La révolution allemande du XXe siècle. L'idéologie politique du national-socialisme. (1954)
Introduction


Une édition électronique réalisée à partir de la thèse de doctorat de Léon Dion, La révolution allemande du XXe siècle. L'idéologie politique du national-socialisme. Thèse non publiée présentée à l'École des gradués de l'Université Laval pour obtenir le grade de Docteur ès sciences par Léon Dion, maître en sociologie, novembre 1954. Tome I, 370 pp. Une édition numérique réalisée par Janick Gilbert, bénévole, interprète en langage des signes, Chicoutimi. [Autorisation accordée par Mme Denyse Dion, épouse de M. Dion, le 30 mars 2005, de diffuser cette thèse dans Les Classiques des sciences sociales.]

Introduction

Les conséquences politiques des principes qui présidèrent à la naissance du monde occidental moderne s’étaient manifestées au cours du déroulement de la révolution française de 1789, mais ce n’est que durant la période d’après la première grande guerre qu’elles révélèrent toute leur portée existentielle. Malgré les différences d’idéal, d’orientation et d’intérêts qui provoquèrent leur collision, national-socialisme, fascisme, communisme et démocratie confirment, sous des modalités diverse, l’avènement des masses en histoires. Il serait aussi vain de se refuser par romantisme à accepter le fait de cette évolution que de ne pas reconnaître par idéalisme les problèmes nouveaux qu’elle a fait surgir. La vie sociale de l’homme moderne, comme celle archaïque, s’écoule au sein d’un univers que l’expression "collectif organisé" veut caractériser. La forme et les structures de cet univers, cependant, se sont profondément modifiées de même que les relations de l’homme avec lui.

Chez les peuples archaïques le collectif représente un mythe concret de caractère infra-personnel à travers lequel les hommes entrent spontanément en relation avec leurs semblables : la notion de personnes n’est pas conçue en termes d’individualité propre mais en fonction d’un statut et d’un rôle définis par la tradition tribale.  Chez les peuples modernes, un nouveau type de collectif de caractère supra-personnel s’est élaboré.
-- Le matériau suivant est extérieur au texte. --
//! Background simulation driver.
//!
//! A single thread repeatedly steps the engine and publishes each
//! generation into a bounded channel. Consumers poll at their own cadence
//! and may skip generations; a full channel blocks the stepping thread.
//!
//! ```text
//!              Command (reseed, add random, resize, ...)
//!   owner ───────────────────────────┐
//!                                    ▼
//!                          ┌───────────────────┐
//!                          │ Mutex<LifeEngine> │
//!                          └───────────────────┘
//!                                    │ step (lock held)
//!                                    ▼
//!   ┌──────────────┐   Snapshot   ┌────────────────────┐
//!   │ driver thread│ ───────────▶ │ bounded(capacity)  │ ──▶ try_take_snapshot
//!   └──────────────┘ (lock free)  └────────────────────┘
//! ```

mod simulation;
mod snapshot;

pub use simulation::{DriverError, SimulationDriver};
pub use snapshot::{Command, Snapshot};
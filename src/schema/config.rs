//! Configuration types for boards, seeding and the simulation driver.

use std::collections::BTreeMap;
use std::fs;
use std::path::Path;

use serde::{Deserialize, Serialize};

use super::Seed;
use crate::compute::{Bounds, LibraryError, PatternLibrary};

fn default_queue_capacity() -> usize {
    50
}

fn default_send_timeout_ms() -> u64 {
    50
}

/// Top-level simulation configuration.
#[derive(Debug, Clone, Default, Serialize, Deserialize)]
pub struct SimulationConfig {
    /// Initial board extent.
    #[serde(default)]
    pub board: Bounds,
    /// How the board is populated at start.
    #[serde(default)]
    pub seed: Seed,
    /// Background driver parameters.
    #[serde(default)]
    pub driver: DriverConfig,
    /// Extra RLE patterns, by name, added on top of the built-in library.
    #[serde(default)]
    pub patterns: BTreeMap<String, String>,
}

/// Background simulation driver parameters.
#[derive(Debug, Clone, Serialize, Deserialize)]
pub struct DriverConfig {
    /// Maximum number of published, unconsumed snapshots.
    #[serde(default = "default_queue_capacity")]
    pub queue_capacity: usize,
    /// How long a blocked publish waits before re-checking the stop flag.
    #[serde(default = "default_send_timeout_ms")]
    pub send_timeout_ms: u64,
    /// Fixed seed for the engine's random source, applied once when the
    /// board is built (None = entropy).
    #[serde(default)]
    pub rng_seed: Option<u64>,
}

impl Default for DriverConfig {
    fn default() -> Self {
        Self {
            queue_capacity: default_queue_capacity(),
            send_timeout_ms: default_send_timeout_ms(),
            rng_seed: None,
        }
    }
}

impl DriverConfig {
    /// Validate driver parameters.
    pub fn validate(&self) -> Result<(), ConfigError> {
        if self.queue_capacity == 0 {
            return Err(ConfigError::InvalidQueueCapacity);
        }
        if self.send_timeout_ms == 0 {
            return Err(ConfigError::InvalidSendTimeout);
        }
        Ok(())
    }
}

impl SimulationConfig {
    /// Load and validate a JSON configuration file.
    pub fn from_json_file<P: AsRef<Path>>(path: P) -> Result<Self, ConfigError> {
        let text = fs::read_to_string(path)?;
        let config: Self = serde_json::from_str(&text)?;
        config.validate()?;
        Ok(config)
    }

    /// Validate configuration parameters.
    pub fn validate(&self) -> Result<(), ConfigError> {
        if self.board.x_max < 0 || self.board.y_max < 0 {
            return Err(ConfigError::InvalidBounds {
                x_max: self.board.x_max,
                y_max: self.board.y_max,
            });
        }
        if let Seed::Random { p } = self.seed {
            if !p.is_finite() || p < 0.0 {
                return Err(ConfigError::InvalidSeedAmount(p));
            }
        }
        self.driver.validate()
    }

    /// Built-in patterns plus the configured extras.
    pub fn library(&self) -> Result<PatternLibrary, LibraryError> {
        let mut library = PatternLibrary::builtin();
        for (name, rle) in &self.patterns {
            library.insert_rle(name, rle)?;
        }
        Ok(library)
    }
}

/// Configuration loading and validation errors.
#[derive(Debug, thiserror::Error)]
pub enum ConfigError {
    #[error("Board bounds must be non-negative, got ({x_max}, {y_max})")]
    InvalidBounds { x_max: i32, y_max: i32 },
    #[error("Seed amount must be finite and non-negative, got {0}")]
    InvalidSeedAmount(f64),
    #[error("Queue capacity must be non-zero")]
    InvalidQueueCapacity,
    #[error("Send timeout must be non-zero")]
    InvalidSendTimeout,
    #[error("Failed to read config: {0}")]
    Io(#[from] std::io::Error),
    #[error("Failed to parse config: {0}")]
    Parse(#[from] serde_json::Error),
}

#[cfg(test)]
mod tests {
    use super::*;
    use std::io::Write;
    use tempfile::NamedTempFile;

    #[test]
    fn test_default_config_valid() {
        let config = SimulationConfig::default();
        assert!(config.validate().is_ok());
        assert_eq!(config.driver.queue_capacity, 50);
        assert_eq!(config.seed, Seed::Random { p: 0.2 });
    }

    #[test]
    fn test_invalid_values() {
        let mut config = SimulationConfig::default();
        config.driver.queue_capacity = 0;
        assert!(matches!(
            config.validate(),
            Err(ConfigError::InvalidQueueCapacity)
        ));

        let mut config = SimulationConfig::default();
        config.board = Bounds::new(-1, 10);
        assert!(matches!(
            config.validate(),
            Err(ConfigError::InvalidBounds { .. })
        ));

        let mut config = SimulationConfig::default();
        config.seed = Seed::Random { p: f64::INFINITY };
        assert!(matches!(
            config.validate(),
            Err(ConfigError::InvalidSeedAmount(_))
        ));
    }

    #[test]
    fn test_partial_json_uses_defaults() {
        let config: SimulationConfig =
            serde_json::from_str(r#"{"board":{"x_max":30,"y_max":20}}"#).unwrap();
        assert_eq!(config.board, Bounds::new(30, 20));
        assert_eq!(config.driver.queue_capacity, 50);
        assert_eq!(config.driver.send_timeout_ms, 50);
        assert!(config.patterns.is_empty());
    }

    #[test]
    fn test_from_json_file() {
        let mut file = NamedTempFile::new().unwrap();
        write!(
            file,
            r#"{{
                "board": {{"x_max": 40, "y_max": 40}},
                "seed": {{"type": "Pattern", "name": "tub"}},
                "driver": {{"queue_capacity": 8, "rng_seed": 42}},
                "patterns": {{"tub": "bo$obo$bo!"}}
            }}"#
        )
        .unwrap();

        let config = SimulationConfig::from_json_file(file.path()).unwrap();
        assert_eq!(config.driver.queue_capacity, 8);
        assert_eq!(config.driver.rng_seed, Some(42));

        let library = config.library().unwrap();
        assert_eq!(library.get("tub").unwrap().cells.len(), 4);
        assert!(library.get("glider").is_ok());
    }

    #[test]
    fn test_from_json_file_errors() {
        let mut file = NamedTempFile::new().unwrap();
        write!(file, "{{ not json").unwrap();
        assert!(matches!(
            SimulationConfig::from_json_file(file.path()),
            Err(ConfigError::Parse(_))
        ));
        assert!(matches!(
            SimulationConfig::from_json_file("/nonexistent/life.json"),
            Err(ConfigError::Io(_))
        ));
    }

    #[test]
    fn test_serialization() {
        let config = SimulationConfig::default();
        let json = serde_json::to_string(&config).unwrap();
        let parsed: SimulationConfig = serde_json::from_str(&json).unwrap();
        assert_eq!(parsed.board, config.board);
        assert_eq!(parsed.seed, config.seed);
    }
}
Les moments intellectuels nécessaires de transition entre ces deux types de collectif ont été la conception de la personne comme individualité propre, l’affirmation de l’égalité juridique de tous les hommes et la reconnaissance de l’individu comme principe et support de la vie politique. L’utopie individualiste égalitaire conduisit d’abord à un collectivisme politique artificiellement fabriqué sous la contrainte de la nécessité, ensuite à l’assimilation progressive du social au politique.

Ayant conçu l’individu comme absolument libre de toute détermination et de tout lien sociaux, les théoriciens politiques ont reconnu l’impossibilité de fonder la société sur la notion du collectif tel qu’il apparaît de prime abord : une somme d’individus juxtaposés. Plutôt que de réviser leur notion originelle de l’individu, ils ont, au moyen d’une fiction (peuple, nation, etc…) attribué un caractère supra-personnel au collectif qui put ainsi servir de base à la société politique. Par une autre fiction nécessaire, les fins et les intérêts de l’individu durent considérés comme identiques à ceux du peuple eu de la nation.

Le caractère supra-personnel fictif attribué au peuple et à la nation ne pouvait acquérir une signification concrète qu’en leur assignant un point d’attache objectif. Dans l’histoire moderne, le collectif supra-personnel a trouvé sa première expression objective dans l’état souverain en voie lui-même, semble-t-il, d’être englouti dans le super-État mondial.

Le type supra-personnel de collectif se distingue encore du type infra-personnel par son mode d’organisation. Dans ce dernier, l’organisation est le produit de l’expérience et dépend étroitement de la tradition : elle vise à la stabilité plutôt qu’à l’efficacité. Dans le premier type, l’organisation résulte de l’application de l’attitude scientifique à la vie sociale et politique.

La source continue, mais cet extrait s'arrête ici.